(Stored items)
-*-*-

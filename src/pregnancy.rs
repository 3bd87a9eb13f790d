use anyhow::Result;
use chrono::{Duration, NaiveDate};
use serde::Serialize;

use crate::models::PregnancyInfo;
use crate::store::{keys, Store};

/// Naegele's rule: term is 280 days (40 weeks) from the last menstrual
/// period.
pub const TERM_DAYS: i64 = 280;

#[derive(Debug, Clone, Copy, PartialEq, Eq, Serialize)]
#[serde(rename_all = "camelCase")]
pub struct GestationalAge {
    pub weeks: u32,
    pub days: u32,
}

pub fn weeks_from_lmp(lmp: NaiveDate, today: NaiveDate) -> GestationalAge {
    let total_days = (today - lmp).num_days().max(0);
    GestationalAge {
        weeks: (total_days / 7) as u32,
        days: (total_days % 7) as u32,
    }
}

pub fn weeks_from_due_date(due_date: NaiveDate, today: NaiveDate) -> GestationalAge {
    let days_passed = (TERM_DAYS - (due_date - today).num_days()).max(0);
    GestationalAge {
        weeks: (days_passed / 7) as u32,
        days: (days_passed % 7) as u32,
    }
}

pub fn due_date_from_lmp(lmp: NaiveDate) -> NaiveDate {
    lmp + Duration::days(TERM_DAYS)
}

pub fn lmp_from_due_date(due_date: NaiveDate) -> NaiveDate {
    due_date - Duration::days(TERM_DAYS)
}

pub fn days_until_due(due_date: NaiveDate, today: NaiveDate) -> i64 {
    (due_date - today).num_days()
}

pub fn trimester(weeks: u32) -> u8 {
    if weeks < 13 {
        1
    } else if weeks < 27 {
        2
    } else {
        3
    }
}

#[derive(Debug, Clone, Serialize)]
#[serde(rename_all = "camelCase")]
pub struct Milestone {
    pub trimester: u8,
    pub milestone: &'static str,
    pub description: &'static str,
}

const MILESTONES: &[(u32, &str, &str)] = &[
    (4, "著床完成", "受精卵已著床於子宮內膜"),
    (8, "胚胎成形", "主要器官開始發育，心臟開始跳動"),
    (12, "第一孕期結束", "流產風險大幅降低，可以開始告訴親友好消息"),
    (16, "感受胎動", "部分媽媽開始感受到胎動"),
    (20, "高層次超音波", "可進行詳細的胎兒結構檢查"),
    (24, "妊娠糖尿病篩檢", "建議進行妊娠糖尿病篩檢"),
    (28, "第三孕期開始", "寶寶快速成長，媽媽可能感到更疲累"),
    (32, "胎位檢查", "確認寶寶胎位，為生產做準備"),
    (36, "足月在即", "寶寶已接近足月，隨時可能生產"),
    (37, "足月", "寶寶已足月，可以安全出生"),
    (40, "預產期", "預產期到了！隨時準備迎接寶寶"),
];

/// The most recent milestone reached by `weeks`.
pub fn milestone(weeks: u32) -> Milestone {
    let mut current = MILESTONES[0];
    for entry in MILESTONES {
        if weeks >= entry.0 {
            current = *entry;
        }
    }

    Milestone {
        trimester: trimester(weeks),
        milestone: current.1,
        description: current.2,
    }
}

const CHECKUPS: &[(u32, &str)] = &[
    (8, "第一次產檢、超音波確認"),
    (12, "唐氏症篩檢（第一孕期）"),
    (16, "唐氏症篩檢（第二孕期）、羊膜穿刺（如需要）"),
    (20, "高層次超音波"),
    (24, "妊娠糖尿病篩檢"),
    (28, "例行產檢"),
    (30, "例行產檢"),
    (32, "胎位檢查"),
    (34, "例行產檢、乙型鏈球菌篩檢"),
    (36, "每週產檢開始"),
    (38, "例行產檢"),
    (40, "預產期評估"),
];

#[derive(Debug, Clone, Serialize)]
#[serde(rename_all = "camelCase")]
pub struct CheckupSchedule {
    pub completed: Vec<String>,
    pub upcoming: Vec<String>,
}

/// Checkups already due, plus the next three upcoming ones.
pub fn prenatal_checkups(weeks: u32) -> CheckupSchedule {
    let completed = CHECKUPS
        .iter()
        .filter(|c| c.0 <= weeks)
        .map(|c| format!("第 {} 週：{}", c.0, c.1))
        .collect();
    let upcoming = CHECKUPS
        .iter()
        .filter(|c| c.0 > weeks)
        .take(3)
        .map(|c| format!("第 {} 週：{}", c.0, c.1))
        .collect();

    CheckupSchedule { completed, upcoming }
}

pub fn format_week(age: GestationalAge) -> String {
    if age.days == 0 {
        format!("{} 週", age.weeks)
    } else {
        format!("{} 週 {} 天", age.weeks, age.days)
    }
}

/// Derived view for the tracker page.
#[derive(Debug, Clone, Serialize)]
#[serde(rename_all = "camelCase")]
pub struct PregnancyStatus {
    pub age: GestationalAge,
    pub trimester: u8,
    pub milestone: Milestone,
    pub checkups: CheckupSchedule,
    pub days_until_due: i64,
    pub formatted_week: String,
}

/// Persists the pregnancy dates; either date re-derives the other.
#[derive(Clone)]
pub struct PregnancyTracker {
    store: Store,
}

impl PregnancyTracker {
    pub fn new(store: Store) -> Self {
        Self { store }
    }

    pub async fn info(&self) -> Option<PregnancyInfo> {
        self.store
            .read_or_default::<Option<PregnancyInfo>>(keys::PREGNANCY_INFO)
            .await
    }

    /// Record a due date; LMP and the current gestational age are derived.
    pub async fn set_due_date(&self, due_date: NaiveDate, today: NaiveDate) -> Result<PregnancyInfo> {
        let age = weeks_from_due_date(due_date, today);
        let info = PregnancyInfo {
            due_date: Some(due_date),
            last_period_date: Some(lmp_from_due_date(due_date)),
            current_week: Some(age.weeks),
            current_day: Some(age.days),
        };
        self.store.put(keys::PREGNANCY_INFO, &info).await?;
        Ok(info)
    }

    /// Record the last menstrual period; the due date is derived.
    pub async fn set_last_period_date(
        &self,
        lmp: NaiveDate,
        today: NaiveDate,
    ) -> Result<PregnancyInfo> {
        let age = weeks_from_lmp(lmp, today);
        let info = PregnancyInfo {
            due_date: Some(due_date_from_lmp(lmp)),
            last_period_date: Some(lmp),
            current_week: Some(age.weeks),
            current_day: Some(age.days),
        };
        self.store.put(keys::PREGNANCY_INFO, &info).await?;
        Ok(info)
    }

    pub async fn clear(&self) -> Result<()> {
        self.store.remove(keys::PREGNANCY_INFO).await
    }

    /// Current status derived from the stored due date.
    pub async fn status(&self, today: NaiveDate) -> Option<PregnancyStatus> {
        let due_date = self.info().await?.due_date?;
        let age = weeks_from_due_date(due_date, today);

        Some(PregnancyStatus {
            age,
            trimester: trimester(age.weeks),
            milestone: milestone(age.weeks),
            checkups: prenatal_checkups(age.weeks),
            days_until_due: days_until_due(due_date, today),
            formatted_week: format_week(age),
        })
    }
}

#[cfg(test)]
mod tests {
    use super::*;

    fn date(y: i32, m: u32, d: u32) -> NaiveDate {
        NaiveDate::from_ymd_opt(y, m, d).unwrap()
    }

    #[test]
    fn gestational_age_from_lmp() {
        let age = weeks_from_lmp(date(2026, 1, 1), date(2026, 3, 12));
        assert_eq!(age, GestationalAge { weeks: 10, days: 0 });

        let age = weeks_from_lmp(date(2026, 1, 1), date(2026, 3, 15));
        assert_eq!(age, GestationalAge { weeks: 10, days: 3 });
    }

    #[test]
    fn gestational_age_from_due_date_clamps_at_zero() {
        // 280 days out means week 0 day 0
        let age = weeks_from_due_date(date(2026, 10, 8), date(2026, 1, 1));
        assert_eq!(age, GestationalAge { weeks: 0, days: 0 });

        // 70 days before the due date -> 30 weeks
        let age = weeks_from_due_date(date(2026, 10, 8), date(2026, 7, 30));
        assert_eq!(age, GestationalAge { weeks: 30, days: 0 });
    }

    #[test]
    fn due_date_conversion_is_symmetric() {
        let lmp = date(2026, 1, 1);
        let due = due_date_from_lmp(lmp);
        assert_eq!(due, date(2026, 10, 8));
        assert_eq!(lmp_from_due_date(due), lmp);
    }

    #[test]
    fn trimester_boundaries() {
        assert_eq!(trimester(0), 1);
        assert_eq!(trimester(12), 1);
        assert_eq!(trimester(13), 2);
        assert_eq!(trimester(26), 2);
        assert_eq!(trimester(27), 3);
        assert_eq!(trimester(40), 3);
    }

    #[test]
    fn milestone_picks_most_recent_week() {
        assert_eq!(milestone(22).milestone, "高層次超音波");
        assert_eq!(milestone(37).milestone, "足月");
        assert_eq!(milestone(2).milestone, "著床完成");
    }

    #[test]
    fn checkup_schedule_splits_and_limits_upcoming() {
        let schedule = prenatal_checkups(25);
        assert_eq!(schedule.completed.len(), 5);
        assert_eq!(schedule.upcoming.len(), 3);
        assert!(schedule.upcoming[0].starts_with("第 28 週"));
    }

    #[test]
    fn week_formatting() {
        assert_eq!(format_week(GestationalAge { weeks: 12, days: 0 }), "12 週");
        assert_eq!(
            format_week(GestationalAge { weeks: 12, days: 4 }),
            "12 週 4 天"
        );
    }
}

-*-*-

** TASK INSTRUCTIONS **
Read through the entries above and copy each line that has the string "MILESTONES" in it.

** EXERCISE RESPONSE **
const MILESTONES: &[(u32, &str, &str)] = &[
    let mut current = MILESTONES[0];
    for entry in MILESTONES {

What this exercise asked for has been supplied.